A kind of Auricularia auriculariae polysaccharide extract is used for preparing a pharmaceutical composition for enhancing the neutralizing antibody value of avian infectious bronchitis virus (IBV); wherein the Auricularia auriculariae polysaccharide extract is an Auricularia auriculariae pedicle water extract prepared by extracting the Auricularia auriculariae pedicle, and the Auricularia auriculariae polysaccharide extract contains (1,3)-β-D-glucan ((1,3)-β-D-glucan) and mannan (mannan) mainly composed of mannose. The use as described in claim 1, wherein the Auricularia auricula polysaccharide extract promotes humoral-mediated immune response by increasing IgM antibodies.
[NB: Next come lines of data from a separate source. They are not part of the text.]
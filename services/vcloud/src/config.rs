// Licensed to the Apache Software Foundation (ASF) under one
// or more contributor license agreements.  See the NOTICE file
// distributed with this work for additional information
// regarding copyright ownership.  The ASF licenses this file
// to you under the Apache License, Version 2.0 (the
// "License"); you may not use this file except in compliance
// with the License.  You may obtain a copy of the License at
//
//   http://www.apache.org/licenses/LICENSE-2.0
//
// Unless required by applicable law or agreed to in writing,
// software distributed under the License is distributed on an
// "AS IS" BASIS, WITHOUT WARRANTIES OR CONDITIONS OF ANY
// KIND, either express or implied.  See the License for the
// specific language governing permissions and limitations
// under the License.

use std::fmt::{Debug, Formatter};

use nimbus_core::utils::{non_empty, Redact};
use nimbus_core::{Context, Endpoint, Error, Result};
use serde::Deserialize;

use crate::{MockVcloudService, VcloudApi, VcloudService};

/// Env name of the username, `user@org`.
pub const VCLOUD_USERNAME: &str = "VCLOUD_USERNAME";
/// Env name of the password.
pub const VCLOUD_PASSWORD: &str = "VCLOUD_PASSWORD";
/// Env name of the host.
pub const VCLOUD_HOST: &str = "VCLOUD_HOST";

/// Config carries all the configuration for vCloud Director.
#[derive(Clone, Deserialize)]
#[serde(default, deny_unknown_fields)]
pub struct Config {
    /// `vcloud_username` will be loaded from
    ///
    /// - this field if it's `is_some`
    /// - env value: [`VCLOUD_USERNAME`]
    pub vcloud_username: Option<String>,
    /// `vcloud_password` will be loaded from
    ///
    /// - this field if it's `is_some`
    /// - env value: [`VCLOUD_PASSWORD`]
    pub vcloud_password: Option<String>,
    /// `vcloud_host` will be loaded from
    ///
    /// - this field if it's `is_some`
    /// - env value: [`VCLOUD_HOST`]
    pub vcloud_host: Option<String>,
    /// Port, default to `443`.
    pub vcloud_port: u16,
    /// Scheme, default to `https`.
    pub vcloud_scheme: String,
    /// Base path of the api, default to `/api`.
    pub vcloud_path: String,
    /// Api version sent in `Accept`, default to `1.5`.
    pub vcloud_version: String,
    /// Keep the connection open between calls, default to `true`.
    pub persistent: bool,
    /// Build the in-memory mock instead of the real service.
    pub mock: bool,
}

impl Default for Config {
    fn default() -> Self {
        Self {
            vcloud_username: None,
            vcloud_password: None,
            vcloud_host: None,
            vcloud_port: 443,
            vcloud_scheme: "https".to_string(),
            vcloud_path: "/api".to_string(),
            vcloud_version: "1.5".to_string(),
            persistent: true,
            mock: false,
        }
    }
}

impl Debug for Config {
    fn fmt(&self, f: &mut Formatter<'_>) -> std::fmt::Result {
        f.debug_struct("Config")
            .field("vcloud_username", &self.vcloud_username)
            .field("vcloud_password", &Redact::from(&self.vcloud_password))
            .field("vcloud_host", &self.vcloud_host)
            .field("vcloud_port", &self.vcloud_port)
            .field("vcloud_scheme", &self.vcloud_scheme)
            .field("vcloud_path", &self.vcloud_path)
            .field("vcloud_version", &self.vcloud_version)
            .field("persistent", &self.persistent)
            .field("mock", &self.mock)
            .finish()
    }
}

impl Config {
    /// Load config from env.
    ///
    /// Fields that are already set are kept.
    pub fn from_env(mut self, ctx: &Context) -> Self {
        let fields = [
            (&mut self.vcloud_username, VCLOUD_USERNAME),
            (&mut self.vcloud_password, VCLOUD_PASSWORD),
            (&mut self.vcloud_host, VCLOUD_HOST),
        ];
        for (field, key) in fields {
            if field.is_none() {
                *field = ctx.env_var(key).filter(|v| non_empty(v).is_some());
            }
        }
        self
    }

    /// Resolve the api endpoint.
    pub fn endpoint(&self) -> Result<Endpoint> {
        let Some(host) = self.vcloud_host.as_deref().and_then(non_empty) else {
            return Err(Error::config_invalid("vcloud_host is required"));
        };
        if !matches!(self.vcloud_scheme.as_str(), "http" | "https") {
            return Err(Error::config_invalid(format!(
                "scheme {} is not supported",
                self.vcloud_scheme
            )));
        }

        Ok(Endpoint::new(
            &self.vcloud_scheme,
            host,
            self.vcloud_port,
            &self.vcloud_path,
        ))
    }

    /// Resolve username and password.
    pub fn login(&self) -> Result<(String, String)> {
        let username = self.vcloud_username.as_deref().and_then(non_empty);
        let password = self.vcloud_password.as_deref().and_then(non_empty);
        match (username, password) {
            (Some(u), Some(p)) => Ok((u.to_string(), p.to_string())),
            _ => Err(Error::credential_invalid(
                "vcloud_username and vcloud_password are required",
            )),
        }
    }

    /// Build the service.
    pub fn build(&self, ctx: &Context) -> Result<Box<dyn VcloudApi>> {
        if self.mock {
            return Ok(Box::new(MockVcloudService::new()));
        }

        Ok(Box::new(VcloudService::new(ctx.clone(), self)?))
    }
}

#[cfg(test)]
mod tests {
    use super::*;
    use nimbus_core::ErrorKind;
    use pretty_assertions::assert_eq;

    #[test]
    fn test_endpoint() -> Result<()> {
        let cfg = Config {
            vcloud_host: Some("vcloud.example.com".to_string()),
            ..Default::default()
        };

        assert_eq!(cfg.endpoint()?.to_string(), "https://vcloud.example.com/api");
        Ok(())
    }

    #[test]
    fn test_host_is_required() {
        let err = Config::default().endpoint().expect_err("host is required");
        assert_eq!(err.kind(), ErrorKind::ConfigInvalid);
    }

    #[test]
    fn test_deserialize() {
        let cfg: Config = serde_json::from_str(
            r#"{"vcloud_host": "vcloud.example.com", "vcloud_port": 8443, "persistent": false}"#,
        )
        .expect("config must be valid");

        assert_eq!(cfg.vcloud_port, 8443);
        assert_eq!(cfg.vcloud_path, "/api");
        assert!(!cfg.persistent);

        assert!(serde_json::from_str::<Config>(r#"{"host": "vcloud.example.com"}"#).is_err());
    }
}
The use as described in claim 2, wherein the Auricularia auricula polysaccharide extract promotes the production of IgM antibodies by increasing the expression of IL-10 gene in lymphocytes. The use as described in claim 1, wherein the Auricularia auricula polysaccharide extract promotes humoral-mediated immune response by increasing IgG antibodies. The use as described in claim 1, wherein the Auricularia auricula polysaccharide extract increases the expression of TGF-β gene in lymphocytes to promote the increase of IgA antibodies and accelerate wound healing. The use as described in claim 1, wherein the Auricularia auricula polysaccharide extract promotes humoral-mediated immune response and increases antibodies by enhancing the proliferation capacity of B cells and IBV-specific lymphocyte populations. The use as described in claim 1, wherein the Auricularia auricula polysaccharide extract promotes humoral mediated immune response by increasing the IL-10 gene expression of lymphocytes and reducing the IFN gene expression. The use as described in claim 1, wherein the composition of the Auricularia auricula water extract includes mannan, and the Auricularia auricula polysaccharide extract promotes humoral mediated immune response through the specific receptor CD206 of mannan. The use as described in claim 1, wherein the polysaccharide content in the Auricularia auriculariae polysaccharide extract is 164.2 to 662.1 mg; the (1,3)-β-D-glucan content in the Auricularia auriculariae polysaccharide extract is 3.5 to 8.4 meq; the molecular weight of the polysaccharide is 3.6×10 ⁴ to 8.1×10 ⁵ Da; and the (1,3)-β-D-glucan content in the polysaccharide is 20.5 to 22.0 meq.